All through her teens Lily had wondered about the mystery concerning her Aunt Elinor. There was an oil portrait of her in the library, and one of the first things she had been taught was not to speak of it.

Now and then, at intervals of years, Aunt Elinor came back. Her mother and father would look worried, and Aunt Elinor herself would stay in her rooms, and seldom appeared at meals. Never at dinner. As a child Lily used to think she had two Aunt Elinors, one the young girl in the gilt frame, and the other the quiet, soft-voiced person who slipped around the upper corridors like a ghost.

But she was not to speak of either of them to her grandfather.

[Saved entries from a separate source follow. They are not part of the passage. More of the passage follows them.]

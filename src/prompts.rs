use crate::models::TopicRecord;

/// One line per topic, 1-based: `"<index>. <name> (popularity: <popularity>)"`.
pub fn topic_list(topics: &[TopicRecord]) -> String {
    topics
        .iter()
        .enumerate()
        .map(|(i, t)| format!("{}. {} (popularity: {})", i + 1, t.name, t.popularity))
        .collect::<Vec<_>>()
        .join("\n")
}

pub fn idea_prompt(topics: &[TopicRecord]) -> String {
    format!(r#"You are a product ideation analyst. Analyze the trending topics below and produce one product idea for each topic.

## Trending topics
{topics}

## Requirements

For every topic:

1. **Understand the context**: infer from the headline what happened, why it is trending and what the public cares about.

2. **Invent a product**, including:
   - A product name wrapped in 「」, creative and memorable
   - Core function: a 50-100 word description
   - Target users: age, occupation, characteristics
   - Event timeline: 3-4 key points

3. **Score it** (100 points total):
   - innovation (0-30): are there similar products on the market
   - topicality (0-25): how easily it sparks discussion and sharing
   - fun (0-25): how enjoyable the user experience is
   - practicality (0-10): whether it solves a real need
   - feasibility (0-10): technical and commercial feasibility

## Output format

Return a JSON array. Each element looks like:
```json
{{
  "hotTopic": "trending topic",
  "productName": "「Product Name」",
  "coreFunction": "core function description",
  "targetUsers": "target user description",
  "eventTimeline": ["point 1", "point 2", "point 3"],
  "scores": {{
    "innovation": 25,
    "topicality": 22,
    "fun": 20,
    "practicality": 8,
    "feasibility": 9,
    "total": 84
  }}
}}
```

Output only the JSON array with no other text. Make sure total equals the sum of the other five scores."#, topics = topic_list(topics))
}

Lily was not born in the house on lower East Avenue.

In the late eighties Anthony built himself a home, not on the farm, but in a new residence portion of the city. The old common, grazing ground of family cows, dump and general eye-sore, had become a park by that time, still only a potentially beautiful thing, with the trees that were to be its later glory only thin young shoots, and on the streets that faced it the wealthy of the city built their homes, brick houses of square solidity, flush with brick pavements, which were carefully reddened on Saturday mornings. Beyond the pavements were cobble-stoned streets. Anthony Cardew was the first man in the city to have a rubber-tired carriage. The story of Anthony Cardew's new home is the story of Elinor's tragedy. Nor did it stop there. It carried on to the third generation, to Lily Cardew, and in the end it involved the city itself. Because of the ruin of one small home all homes were threatened. One small house, and one undying hatred.

Yet the matter was small in itself. An Irishman named Doyle owned the site Anthony coveted. After years of struggle his small grocery had begun to put him on his feet, and now the new development of the neighborhood added to his prosperity. He was a dried-up, sentimental little man, with two loves, his wife's memory and his wife's garden, which he still tended religiously between customers; and one ambition, his son. With the change from common to park, and the improvement in the neighborhood, he began to flourish, and he, too, like Anthony, dreamed a dream. He would make his son a gentleman, and he would get a shop assistant and a horse and wagon. Poverty was still his lot, but there were good times coming. He saved carefully, and sent Jim Doyle away to college.